Joël Abu Hanna جوئيل أبو حنا

Personal information
- Full name: Joël Abu Hanna
- Date of birth: 22 January 1998 (age 28)
- Place of birth: Troisdorf, Germany
- Height: 1.84 m (6 ft 0 in)
- Position: Centre-back

Team information
- Current team: VfL Osnabrück
- Number: 4

Youth career
- 0000–2008: TuRa Hennef
- 2008–2017: Bayer Leverkusen

Senior career*
- Years: Team / Apps / (Gls)
- 2016–2017: Bayer Leverkusen / 0 / (0)
- 2017–2018: 1. FC Kaiserslautern / 11 / (0)
- 2017–2018: 1. FC Kaiserslautern II / 4 / (0)
- 2018–2019: 1. FC Magdeburg / 0 / (0)
- 2019: → Fortuna Köln (loan) / 8 / (0)
- 2019–2021: Zorya Luhansk / 42 / (1)
- 2021–2023: Legia Warsaw / 8 / (0)
- 2022: Legia Warsaw II / 1 / (0)
- 2022–2023: → Lechia Gdańsk (loan) / 14 / (0)
- 2023–2024: Maccabi Netanya / 24 / (0)
- 2025–2026: Levadiakos / 29 / (0)
- 2026–: VfL Osnabrück / 0 / (0)

International career
- 2014–2015: Germany U17 / 16 / (0)
- 2016: Germany U18 / 2 / (0)
- 2016: Germany U19 / 2 / (0)
- 2020–2021: Israel / 6 / (0)

Medal record
Men's football
Representing Germany
UEFA European Under-17 Championship
| Runner-up | 2015 Bulgaria |  |

= Joel Abu Hanna =

Israeli footballer

Joël Abu Hanna (جوئيل أبو حنا, ג'ואל אבו חנא; born 22 January 1998) is a professional footballer who plays as a centre-back for club VfL Osnabrück.

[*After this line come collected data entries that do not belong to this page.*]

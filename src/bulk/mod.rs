//! Bulk query execution and result reassembly.
//!
//! Listing large datasets through cursor pagination costs one round trip per
//! page and burns rate-limit budget. The bulk API trades latency for
//! throughput: the query is submitted as a remote job, polled until it
//! completes, and its result is downloaded as a JSONL file in which nested
//! connections arrive flattened with parent links. This module drives that
//! whole pipeline and hands back fully nested, typed records.
//!
//! # Example
//!
//! ```rust,ignore
//! use shopify_graphql::bulk::{BulkOperation, NestedSchema};
//!
//! let schema = NestedSchema::new().child("LineItem", "lineItems");
//! let orders: Vec<Order> = bulk
//!     .query(
//!         "{ orders { edges { node { id name lineItems { edges { node { id sku } } } } } } }",
//!         &schema,
//!     )
//!     .await?;
//! ```

mod errors;
mod fetch;
mod job;
mod reassemble;

pub use errors::BulkError;
pub use job::{BulkJob, JobStatus, PollConfig};
pub use reassemble::NestedSchema;

use std::sync::Arc;

use serde::de::DeserializeOwned;
use tokio_util::sync::CancellationToken;

use crate::clients::graphql::GraphqlClient;

/// Executes bulk queries end to end: submit, poll, fetch, reassemble.
///
/// Cloning is cheap; clones share the underlying GraphQL client.
#[derive(Debug, Clone)]
pub struct BulkOperation {
    client: Arc<GraphqlClient>,
}

// Verify BulkOperation is Send + Sync at compile time
const _: fn() = || {
    const fn assert_send_sync<T: Send + Sync>() {}
    assert_send_sync::<BulkOperation>();
};

impl BulkOperation {
    /// Creates a bulk executor over an existing GraphQL client.
    #[must_use]
    pub fn new(client: Arc<GraphqlClient>) -> Self {
        Self { client }
    }

    /// Runs a bulk query with default polling behavior and no cancellation.
    ///
    /// See [`query_with`](Self::query_with).
    ///
    /// # Errors
    ///
    /// Returns [`BulkError`] when any stage of the pipeline fails.
    pub async fn query<T: DeserializeOwned>(
        &self,
        query: &str,
        schema: &NestedSchema,
    ) -> Result<Vec<T>, BulkError> {
        self.query_with(query, schema, &PollConfig::default(), &CancellationToken::new())
            .await
    }

    /// Runs a bulk query end to end and decodes the top-level records.
    ///
    /// The query is submitted as a remote job, polled per `poll` until it
    /// reaches a terminal status, and its result file is streamed and
    /// reassembled according to `schema`. A job that completes with zero
    /// objects yields an empty vector.
    ///
    /// Cancelling `cancel` aborts the pipeline at the next await point and
    /// abandons the remote job.
    ///
    /// # Errors
    ///
    /// - [`BulkError::Submission`] when the query is rejected up front
    /// - [`BulkError::Timeout`] when `poll.deadline` elapses first
    /// - [`BulkError::Canceled`] when `cancel` fires
    /// - [`BulkError::JobFailed`] when the remote ends the job unsuccessfully
    /// - [`BulkError::Fetch`] / [`BulkError::Reassembly`] for result-file
    ///   failures
    pub async fn query_with<T: DeserializeOwned>(
        &self,
        query: &str,
        schema: &NestedSchema,
        poll: &PollConfig,
        cancel: &CancellationToken,
    ) -> Result<Vec<T>, BulkError> {
        let job_id = job::submit(&self.client, query).await?;

        let Some(url) = job::poll_until_complete(&self.client, &job_id, poll, cancel).await?
        else {
            tracing::info!(%job_id, "bulk job completed with no objects");
            return Ok(Vec::new());
        };

        let lines = fetch::fetch_lines(self.client.http(), &url).await?;
        let roots = tokio::select! {
            () = cancel.cancelled() => {
                return Err(BulkError::Canceled { job_id });
            }
            result = reassemble::reassemble(lines, schema) => result?,
        };

        tracing::info!(%job_id, records = roots.len(), "bulk result reassembled");
        Ok(serde_json::from_value(serde_json::Value::Array(roots))?)
    }
}
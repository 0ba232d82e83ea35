//! HTTP-specific error types.
//!
//! This module contains error types for the HTTP transport layer underneath
//! the GraphQL client.
//!
//! # Error Handling
//!
//! - [`HttpResponseError`]: Non-2xx HTTP responses from the API
//! - [`HttpError`]: Unified error type encompassing all HTTP-related errors
//!
//! # Example
//!
//! ```rust,ignore
//! use shopify_graphql::clients::HttpError;
//!
//! match client.post_json("graphql.json", &body).await {
//!     Ok(response) => println!("Success: {}", response.body),
//!     Err(HttpError::Response(e)) => {
//!         println!("API error {}: {}", e.code, e.message);
//!     }
//!     Err(HttpError::Network(e)) => {
//!         println!("Network error: {}", e);
//!     }
//! }
//! ```

use thiserror::Error;

/// Error returned when an HTTP request receives a non-successful response.
///
/// The message field carries the raw response body; the `error_reference`
/// carries the `X-Request-Id` header when Shopify supplied one, to support
/// error reporting.
///
/// # Example
///
/// ```rust
/// use shopify_graphql::clients::HttpResponseError;
///
/// let error = HttpResponseError {
///     code: 404,
///     message: r#"{"errors":"Not found"}"#.to_string(),
///     error_reference: Some("abc-123".to_string()),
/// };
///
/// println!("Status {}: {}", error.code, error.message);
/// ```
#[derive(Debug, Error)]
#[error("{message}")]
pub struct HttpResponseError {
    /// The HTTP status code of the response.
    pub code: u16,
    /// The response body, verbatim.
    pub message: String,
    /// Reference ID for error reporting (from X-Request-Id header).
    pub error_reference: Option<String>,
}

/// Unified error type for all HTTP-related errors.
///
/// This enum provides a single error type for HTTP operations. Use pattern
/// matching to handle specific error types.
#[derive(Debug, Error)]
pub enum HttpError {
    /// An HTTP response error (non-2xx status code).
    #[error(transparent)]
    Response(#[from] HttpResponseError),

    /// Network or connection error.
    #[error("Network error: {0}")]
    Network(#[from] reqwest::Error),
}

#[cfg(test)]
mod tests {
    use super::*;

    #[test]
    fn test_http_response_error_message_is_body() {
        let error = HttpResponseError {
            code: 404,
            message: r#"{"errors":"Not Found"}"#.to_string(),
            error_reference: None,
        };
        assert_eq!(error.to_string(), r#"{"errors":"Not Found"}"#);
    }

    #[test]
    fn test_http_response_error_keeps_request_id() {
        let error = HttpResponseError {
            code: 500,
            message: "Internal Server Error".to_string(),
            error_reference: Some("abc-123".to_string()),
        };
        assert_eq!(error.error_reference.as_deref(), Some("abc-123"));
    }

    #[test]
    fn test_error_types_implement_std_error() {
        let http_error: &dyn std::error::Error = &HttpResponseError {
            code: 400,
            message: "test".to_string(),
            error_reference: None,
        };
        let _ = http_error;
    }
}
//! Error types for bulk query execution.
//!
//! Every failure mode of the bulk pipeline is terminal for the call that
//! produced it: nothing is retried internally. Retry policy (e.g.
//! resubmitting a whole bulk job after a fetch failure) is a caller decision,
//! since only the caller knows whether re-running the remote job is
//! acceptable.

use crate::clients::graphql::{GraphqlError, UserError};
use thiserror::Error;

use super::job::JobStatus;

/// Error type for bulk query operations.
///
/// Variants carry the job identifier (or the result line number for
/// reassembly failures) so callers can log and alert with context.
#[derive(Debug, Error)]
pub enum BulkError {
    /// The remote API rejected the bulk query at submission time.
    #[error("Bulk query submission rejected: {}", errors.iter().map(ToString::to_string).collect::<Vec<_>>().join("; "))]
    Submission {
        /// The user-level errors reported by the submission mutation.
        errors: Vec<UserError>,
    },

    /// The job did not reach a terminal state before the caller's deadline.
    #[error("Bulk job {job_id} did not complete before the deadline")]
    Timeout {
        /// The identifier of the job that was still running.
        job_id: String,
    },

    /// The caller canceled the operation.
    #[error("Bulk job {job_id} was canceled by the caller")]
    Canceled {
        /// The identifier of the abandoned job.
        job_id: String,
    },

    /// The remote API reported the job as failed, canceled, or expired.
    #[error("Bulk job {job_id} ended as {status:?}{}", reason.as_ref().map(|r| format!(": {r}")).unwrap_or_default())]
    JobFailed {
        /// The identifier of the failed job.
        job_id: String,
        /// The terminal status the remote reported.
        status: JobStatus,
        /// The remote-supplied error code, if any.
        reason: Option<String>,
    },

    /// The remote API broke the bulk job protocol contract.
    ///
    /// For example, a job reported `Completed` with a non-zero object count
    /// but no result URL. Surfaced distinctly so it is never mistaken for an
    /// empty result.
    #[error("Bulk job {job_id} violated the protocol contract: {detail}")]
    InvariantViolation {
        /// The identifier of the offending job.
        job_id: String,
        /// What the remote did that the protocol forbids.
        detail: String,
    },

    /// The result file could not be opened or was interrupted mid-body.
    #[error("Failed to fetch bulk result: {detail}")]
    Fetch {
        /// What went wrong while streaming the result file.
        detail: String,
    },

    /// A result line was malformed or could not be attached to a parent.
    ///
    /// Reassembly aborts on the first such record; no partial result is ever
    /// returned, since a caller cannot distinguish "complete but small" from
    /// "silently truncated".
    #[error("Bulk result line {line}: {detail}")]
    Reassembly {
        /// The 1-based line number of the offending record.
        line: u64,
        /// Why the record could not be processed.
        detail: String,
    },

    /// The RPC collaborator failed while submitting or polling.
    #[error(transparent)]
    Transport(#[from] GraphqlError),

    /// The reassembled result could not be decoded into the requested type.
    #[error("Failed to decode bulk result: {0}")]
    Decode(#[from] serde_json::Error),
}

#[cfg(test)]
mod tests {
    use super::*;

    #[test]
    fn test_submission_error_joins_user_errors() {
        let error = BulkError::Submission {
            errors: vec![
                UserError {
                    field: Some(vec!["query".to_string()]),
                    message: "is invalid".to_string(),
                },
                UserError {
                    field: None,
                    message: "a bulk query is already running".to_string(),
                },
            ],
        };
        let message = error.to_string();
        assert!(message.contains("query: is invalid"));
        assert!(message.contains("already running"));
    }

    #[test]
    fn test_job_failed_includes_status_and_reason() {
        let error = BulkError::JobFailed {
            job_id: "gid://shopify/BulkOperation/1".to_string(),
            status: JobStatus::Failed,
            reason: Some("ACCESS_DENIED".to_string()),
        };
        let message = error.to_string();
        assert!(message.contains("gid://shopify/BulkOperation/1"));
        assert!(message.contains("Failed"));
        assert!(message.contains("ACCESS_DENIED"));
    }

    #[test]
    fn test_reassembly_error_carries_line_number() {
        let error = BulkError::Reassembly {
            line: 42,
            detail: "undecodable record".to_string(),
        };
        assert!(error.to_string().contains("line 42"));
    }

    #[test]
    fn test_all_variants_implement_std_error() {
        let error: &dyn std::error::Error = &BulkError::Timeout {
            job_id: "gid://shopify/BulkOperation/2".to_string(),
        };
        let _ = error;
    }
}
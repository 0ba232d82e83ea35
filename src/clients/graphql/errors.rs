//! GraphQL-specific error types.
//!
//! This module contains error types for GraphQL API operations: wrapped HTTP
//! errors, top-level GraphQL response errors, and typed-decode failures.
//!
//! Mutation-level `userErrors` are not represented here; they are part of
//! each mutation's payload and are unwrapped by the resource services.

use crate::clients::HttpError;
use thiserror::Error;

/// Error type for GraphQL API operations.
///
/// # Example
///
/// ```rust,ignore
/// use shopify_graphql::clients::graphql::GraphqlError;
///
/// match client.query::<ShopQuery>(QUERY, serde_json::json!({})).await {
///     Ok(data) => println!("Shop: {}", data.shop.name),
///     Err(GraphqlError::Response { errors }) => {
///         println!("GraphQL errors: {errors:?}");
///     }
///     Err(e) => println!("Transport error: {e}"),
/// }
/// ```
#[derive(Debug, Error)]
pub enum GraphqlError {
    /// An HTTP-level error occurred.
    ///
    /// This variant wraps [`HttpError`] for unified error handling.
    #[error(transparent)]
    Http(#[from] HttpError),

    /// The response carried top-level GraphQL errors.
    ///
    /// Shopify returns these with HTTP 200 in the body's `errors` field,
    /// e.g. for syntax errors, unknown fields, or throttling.
    #[error("GraphQL errors: {}", errors.join("; "))]
    Response {
        /// The error messages, in response order.
        errors: Vec<String>,
    },

    /// The `data` payload could not be decoded into the requested type.
    #[error("Failed to decode GraphQL response: {0}")]
    Decode(#[from] serde_json::Error),

    /// The response carried neither `data` nor `errors`.
    #[error("GraphQL response is missing the 'data' field")]
    MissingData,
}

Born in Germany, he represented the Israel national team.

==Early life==
Abu Hanna was born in Troisdorf, Germany, to an Arab-Israeli Christian father and a German Christian mother.

==Club career==
On 26 May 2026, Abu Hanna returned to Germany and signed with 2. Bundesliga club VfL Osnabrück.

==International career==
Abu Hanna was a youth international for the Germany's U17, U18, and U19 teams.

Prior to his decision to play for the senior Israel national team, Abu Hanna was also considered to play for the senior Palestine national team.

In his first official match playing for Israel versus Czech Republic in a 2020–21 UEFA Nations League fixture, Abu Hanna scored an own goal.